City Brain è il cervello cittadino, una piattaforma su larga scala, capace di gestire, in modo autonomo, i dati e le informazioni generate dentro l’ecosistema urbano.
L’infrastruttura di un City Brain: un nuovo modo di gestire la città
L’infrastruttura di un city brain non è ancora chiara, di base si fonda sull’internet brain: abbiamo una suite centrale che racchiude più strutture periferiche, applicazioni di IA, sistemi operativi, centri di calcolo ad alte prestazioni e centri di big data.

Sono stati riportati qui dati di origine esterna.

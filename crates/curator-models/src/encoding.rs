//! Output encoding configuration.

use serde::{Deserialize, Serialize};

/// Default video codec (H.264)
pub const DEFAULT_VIDEO_CODEC: &str = "libx264";
/// Default audio codec
pub const DEFAULT_AUDIO_CODEC: &str = "aac";
/// Default encoding preset
pub const DEFAULT_PRESET: &str = "veryfast";
/// Default CRF (Constant Rate Factor)
pub const DEFAULT_CRF: u8 = 20;
/// Default audio bitrate
pub const DEFAULT_AUDIO_BITRATE: &str = "128k";
/// Pixel format that every H.264 player can decode
pub const DEFAULT_PIXEL_FORMAT: &str = "yuv420p";

/// Codec pair and quality settings used when re-encoding.
#[derive(Debug, Clone, PartialEq, Eq, Serialize, Deserialize)]
pub struct EncodingConfig {
    /// Video codec (e.g., "libx264")
    #[serde(default = "default_video_codec")]
    pub codec: String,

    /// Encoding preset (e.g., "veryfast", "medium")
    #[serde(default = "default_preset")]
    pub preset: String,

    /// Constant Rate Factor (quality, 0-51, lower is better)
    #[serde(default = "default_crf")]
    pub crf: u8,

    /// Audio codec
    #[serde(default = "default_audio_codec")]
    pub audio_codec: String,

    /// Audio bitrate
    #[serde(default = "default_audio_bitrate")]
    pub audio_bitrate: String,

    /// Output pixel format
    #[serde(default = "default_pixel_format")]
    pub pixel_format: String,
}

fn default_video_codec() -> String {
    DEFAULT_VIDEO_CODEC.to_string()
}
fn default_preset() -> String {
    DEFAULT_PRESET.to_string()
}
fn default_crf() -> u8 {
    DEFAULT_CRF
}
fn default_audio_codec() -> String {
    DEFAULT_AUDIO_CODEC.to_string()
}
fn default_audio_bitrate() -> String {
    DEFAULT_AUDIO_BITRATE.to_string()
}
fn default_pixel_format() -> String {
    DEFAULT_PIXEL_FORMAT.to_string()
}

impl Default for EncodingConfig {
    fn default() -> Self {
        Self {
            codec: default_video_codec(),
            preset: default_preset(),
            crf: DEFAULT_CRF,
            audio_codec: default_audio_codec(),
            audio_bitrate: default_audio_bitrate(),
            pixel_format: default_pixel_format(),
        }
    }
}

impl EncodingConfig {
    /// Returns a new config with a different codec pair.
    pub fn with_codecs(mut self, video: impl Into<String>, audio: impl Into<String>) -> Self {
        self.codec = video.into();
        self.audio_codec = audio.into();
        self
    }

    /// Returns a new config with updated CRF.
    pub fn with_crf(mut self, crf: u8) -> Self {
        self.crf = crf;
        self
    }

    /// Video stream arguments.
    pub fn video_args(&self) -> Vec<String> {
        vec![
            "-c:v".to_string(),
            self.codec.clone(),
            "-preset".to_string(),
            self.preset.clone(),
            "-crf".to_string(),
            self.crf.to_string(),
            "-pix_fmt".to_string(),
            self.pixel_format.clone(),
        ]
    }

    /// Audio stream arguments.
    pub fn audio_args(&self) -> Vec<String> {
        vec![
            "-c:a".to_string(),
            self.audio_codec.clone(),
            "-b:a".to_string(),
            self.audio_bitrate.clone(),
        ]
    }

    /// Validate the settings.
    pub fn validate(&self) -> Result<(), String> {
        if self.codec.trim().is_empty() {
            return Err("video codec must not be empty".to_string());
        }
        if self.audio_codec.trim().is_empty() {
            return Err("audio codec must not be empty".to_string());
        }
        if self.crf > 51 {
            return Err(format!("crf must be in 0..=51, got {}", self.crf));
        }
        Ok(())
    }
}

#[cfg(test)]
mod tests {
    use super::*;

    #[test]
    fn test_default_config() {
        let config = EncodingConfig::default();
        assert_eq!(config.codec, "libx264");
        assert_eq!(config.audio_codec, "aac");
        assert!(config.validate().is_ok());
    }

    #[test]
    fn test_stream_args() {
        let config = EncodingConfig::default().with_crf(23);
        let video = config.video_args();
        assert_eq!(&video[..2], &["-c:v".to_string(), "libx264".to_string()]);
        assert!(video.contains(&"23".to_string()));
        assert!(video.contains(&"yuv420p".to_string()));

        let audio = config.audio_args();
        assert_eq!(audio, vec!["-c:a", "aac", "-b:a", "128k"]);
    }

    #[test]
    fn test_partial_json_uses_defaults() {
        let config: EncodingConfig = serde_json::from_str(r#"{"codec":"libx265"}"#).unwrap();
        assert_eq!(config.codec, "libx265");
        assert_eq!(config.audio_codec, "aac");
        assert_eq!(config.crf, DEFAULT_CRF);
    }

    #[test]
    fn test_validation() {
        assert!(EncodingConfig::default().with_crf(60).validate().is_err());
        assert!(EncodingConfig::default()
            .with_codecs("", "aac")
            .validate()
            .is_err());
    }
}
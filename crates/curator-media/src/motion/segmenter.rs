//! State machine turning per-frame motion flags into motion intervals.
//!
//! # State Machine
//!
//! ```text
//!                      motion
//!     ┌───────────────────────────────────────┐
//!     │                                       ▼
//! ┌──────┐                              ┌──────────┐  motion: quiet = 0
//! │ Idle │                              │  Active  │◄──────────┐
//! └──────┘                              └──────────┘───────────┘
//!     ▲                                       │
//!     │     quiet == no_motion_frames_required│
//!     └──────────── emit interval ────────────┘
//! ```
//!
//! An interval closes at the frame where the quiet run began:
//! `end = (i - required * stride) / fps`. If the stream ends while active,
//! the interval runs to `total_frames / fps`.
//!
//! All bookkeeping is in integer frame indices; seconds are computed only
//! when an interval is emitted.

use curator_models::{MotionInterval, MotionTrace};

use super::config::MotionConfig;
use crate::error::{MediaError, MediaResult};

/// Segmenter state.
#[derive(Debug, Clone, Copy, PartialEq, Eq)]
pub enum SegmenterState {
    /// No interval open.
    Idle,
    /// An interval is open.
    Active {
        /// Frame index where motion started.
        start_frame: u64,
        /// Consecutive processed frames without motion.
        quiet_frames: u32,
    },
}

/// Converts a stream of motion flags into a [`MotionTrace`].
#[derive(Debug, Clone)]
pub struct MotionSegmenter {
    fps: f64,
    stride: u64,
    required: u32,
    state: SegmenterState,
    trace: MotionTrace,
    last_frame: Option<u64>,
}

impl MotionSegmenter {
    /// Create a segmenter for a stream at `fps`.
    pub fn new(fps: f64, config: &MotionConfig) -> MediaResult<Self> {
        if !fps.is_finite() || fps <= 0.0 {
            return Err(MediaError::invalid_video(format!("Invalid frame rate {}", fps)));
        }
        config.validate()?;

        Ok(Self {
            fps,
            stride: config.frame_stride as u64,
            required: config.no_motion_frames_required,
            state: SegmenterState::Idle,
            trace: MotionTrace::new(),
            last_frame: None,
        })
    }

    /// Current state.
    pub fn state(&self) -> SegmenterState {
        self.state
    }

    /// Intervals closed so far.
    pub fn emitted(&self) -> &MotionTrace {
        &self.trace
    }

    /// Process the motion flag of frame `frame_index`.
    ///
    /// Frame indices must strictly increase.
    pub fn ingest(&mut self, frame_index: u64, motion: bool) -> MediaResult<()> {
        if let Some(last) = self.last_frame {
            if frame_index <= last {
                return Err(MediaError::internal(format!(
                    "Frame {} ingested after frame {}",
                    frame_index, last
                )));
            }
        }
        self.last_frame = Some(frame_index);

        match (self.state, motion) {
            (SegmenterState::Idle, true) => {
                self.state = SegmenterState::Active {
                    start_frame: frame_index,
                    quiet_frames: 0,
                };
            }
            (SegmenterState::Idle, false) => {}
            (SegmenterState::Active { start_frame, .. }, true) => {
                self.state = SegmenterState::Active {
                    start_frame,
                    quiet_frames: 0,
                };
            }
            (
                SegmenterState::Active {
                    start_frame,
                    quiet_frames,
                },
                false,
            ) => {
                let quiet_frames = quiet_frames + 1;
                if quiet_frames >= self.required {
                    let backdate = self.required as u64 * self.stride;
                    let end_frame = frame_index.saturating_sub(backdate).max(start_frame);
                    self.emit(start_frame, end_frame)?;
                    self.state = SegmenterState::Idle;
                } else {
                    self.state = SegmenterState::Active {
                        start_frame,
                        quiet_frames,
                    };
                }
            }
        }

        Ok(())
    }

    /// Close any open interval at `total_frames` and return the trace.
    pub fn finish(mut self, total_frames: u64) -> MediaResult<MotionTrace> {
        if let SegmenterState::Active { start_frame, .. } = self.state {
            self.emit(start_frame, total_frames.max(start_frame))?;
            self.state = SegmenterState::Idle;
        }
        Ok(self.trace)
    }

    fn emit(&mut self, start_frame: u64, end_frame: u64) -> MediaResult<()> {
        let interval = MotionInterval::from_frames(start_frame, end_frame, self.fps)?;
        self.trace.push(interval)?;
        Ok(())
    }
}
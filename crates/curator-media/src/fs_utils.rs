//! Filesystem utilities for atomic output and cross-device moves.
//!
//! Outputs are always written to a temporary file next to their final
//! location and renamed into place once complete, so a failed or cancelled
//! run never leaves a partial file where a finished one is expected.

use std::path::{Path, PathBuf};

use tempfile::NamedTempFile;
use tokio::fs;

use crate::error::{MediaError, MediaResult};

/// Directory an output path lives in (`.` for bare file names).
fn parent_dir(path: &Path) -> PathBuf {
    match path.parent() {
        Some(parent) if !parent.as_os_str().is_empty() => parent.to_path_buf(),
        _ => PathBuf::from("."),
    }
}

/// Create a uniquely-named temporary file in the same directory as `target`.
///
/// The file is deleted when dropped unless [`persist_over`] is called.
pub fn temp_file_beside(target: &Path, prefix: &str) -> MediaResult<NamedTempFile> {
    let dir = parent_dir(target);
    std::fs::create_dir_all(&dir)?;

    let suffix = target
        .extension()
        .and_then(|e| e.to_str())
        .map(|e| format!(".{}", e))
        .unwrap_or_default();

    let file = tempfile::Builder::new()
        .prefix(prefix)
        .suffix(&suffix)
        .tempfile_in(&dir)?;
    Ok(file)
}

/// Atomically replace `target` with a finished temporary file.
pub fn persist_over(temp: NamedTempFile, target: &Path) -> MediaResult<()> {
    temp.persist(target).map_err(|e| MediaError::Io(e.error))?;
    Ok(())
}

/// Move a file from `src` to `dst`, handling cross-device moves.
///
/// This function first attempts a fast rename. If that fails with EXDEV
/// (cross-device link error), it falls back to copy-and-delete.
pub async fn move_file(src: impl AsRef<Path>, dst: impl AsRef<Path>) -> MediaResult<()> {
    let src = src.as_ref();
    let dst = dst.as_ref();

    if let Some(parent) = dst.parent() {
        if !parent.as_os_str().is_empty() {
            fs::create_dir_all(parent).await?;
        }
    }

    match fs::rename(src, dst).await {
        Ok(()) => Ok(()),
        Err(e) if is_cross_device_error(&e) => {
            tracing::debug!(
                src = %src.display(),
                dst = %dst.display(),
                "Cross-device rename detected, falling back to copy+delete"
            );
            copy_and_delete(src, dst).await
        }
        Err(e) => Err(MediaError::from(e)),
    }
}

/// Check if an IO error is EXDEV (cross-device link).
fn is_cross_device_error(e: &std::io::Error) -> bool {
    // EXDEV is error code 18 on Linux/macOS
    e.raw_os_error() == Some(18)
}

/// Copy file to destination (via temp file) then delete source.
async fn copy_and_delete(src: &Path, dst: &Path) -> MediaResult<()> {
    let temp = temp_file_beside(dst, ".move-")?;
    let temp_path = temp.path().to_path_buf();

    fs::copy(src, &temp_path).await.map_err(|e| {
        tracing::error!(
            src = %src.display(),
            tmp = %temp_path.display(),
            error = %e,
            "Failed to copy file during cross-device move"
        );
        MediaError::from(e)
    })?;

    persist_over(temp, dst)?;

    // Best effort: the destination is complete even if the source lingers.
    if let Err(e) = fs::remove_file(src).await {
        tracing::warn!(
            src = %src.display(),
            error = %e,
            "Failed to remove source file after cross-device move"
        );
    }

    Ok(())
}
//! Motion curation worker.
//!
//! This crate provides:
//! - Configuration from defaults, environment and overrides
//! - The curation pipeline (normalize, segment, merge, assemble)
//! - Clip delivery behind the `ClipSink` trait
//! - Structured run logging and metrics

pub mod config;
pub mod delivery;
pub mod error;
pub mod logging;
pub mod metrics;
pub mod pipeline;

pub use config::CuratorConfig;
pub use delivery::{ClipSink, DeliveredClip, DirectorySink};
pub use error::{CurationError, CurationResult, Stage};
pub use logging::{init_tracing, RunLogger};
pub use pipeline::{CurationPipeline, CurationReport, MotionReport};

La suite centrale restituisce informazioni e conoscenza da grandi set di dati, provenienti da una sensoristica fissa, collegata a piattaforme, spazi ed edifici che risiedono nella città, oppure, in caso di suite avanzate, dai sistemi di intelligenza artificiale periferici, indossati dagli agenti che vivono nella città.
Il cervello cittadino diventa esso stesso una nuova infrastruttura urbana che usa l’IA per supportare tutte le altre infrastrutture, materiali e immateriali. Ogni città sarà caratterizzata dal proprio gene di sistema intelligente, insieme umano e artificiale, pubblico e privato.
City Brain: il ruolo delle Big Tech
Queste infrastrutture nascono con le big tech, dalle GAMAM -Google, Apple, Meta, Amazon, Microsoft- alle BATH -Baidu, Alibaba, Tencent, Huawei-.
City brain è anche una nuova forma di governance, anticipatoria e predittiva, attraverso cui l’intelligenza artificiale entra nei processi decisionali, interagendo con la policy, i suoi rappresentanti eletti e la macchina amministrativa; promuove alcuni futuri urbani e ne boccia altri; orienta il presente verso un ideale urbanista sfumato, più o meno liberale, più o meno socialista.
La governance anticipatoria e predittiva nelle Smart City
Governance anticipatoria rispetto ai modelli di sviluppo della città, dei suoi distretti e comunità, che vanno dalla costruzione di edifici intelligenti alla creazione di spazi analogici e digitali, capaci di generare nuova economia e nuovi standard di vita,
Governance proattive o predittive in relazione al governo dei problemi complessi, come la sicurezza, la mobilità, la salute e i servizi di welfare che comunque condizionano il sentimento o la domanda di residenzialità.
L’importanza dell’intelligenza artificiale nel futuro delle città
Il passaggio all’urbanistica del XXI secolo risiede proprio nel ruolo dei dati, nella relazione tra il pensiero umano e l’intelligenza artificiale riproduttiva, che tira fuori risposte a sfide complesse ed ha già superato, in molti contesti statistici e gestionali, quella umana. Difatti, considerando che, entro il 2050, le aree urbane ospiteranno il 70% della popolazione mondiale, stimata intorno ai 10 miliardi di persone, si capisce come già oggi le città devono essere pensate come organismi intelligenti, laboratori privilegiati per la sperimentazione delle politiche di sviluppo, da riportare su scala nazionale.
Conclusioni
Da qui ai prossimi anni, la sfida è costruire ecosistemi urbani in grado di far coesistere scale socio-generazionali diverse, implementare un’infrastruttura abile nella gestione di cloud e di relazioni uomo-cose, garantire una sostenibilità delle risorse proiettata verso il futuro
Dentro questo cambiamento l’intelligenza artificiale si è già presa la scena.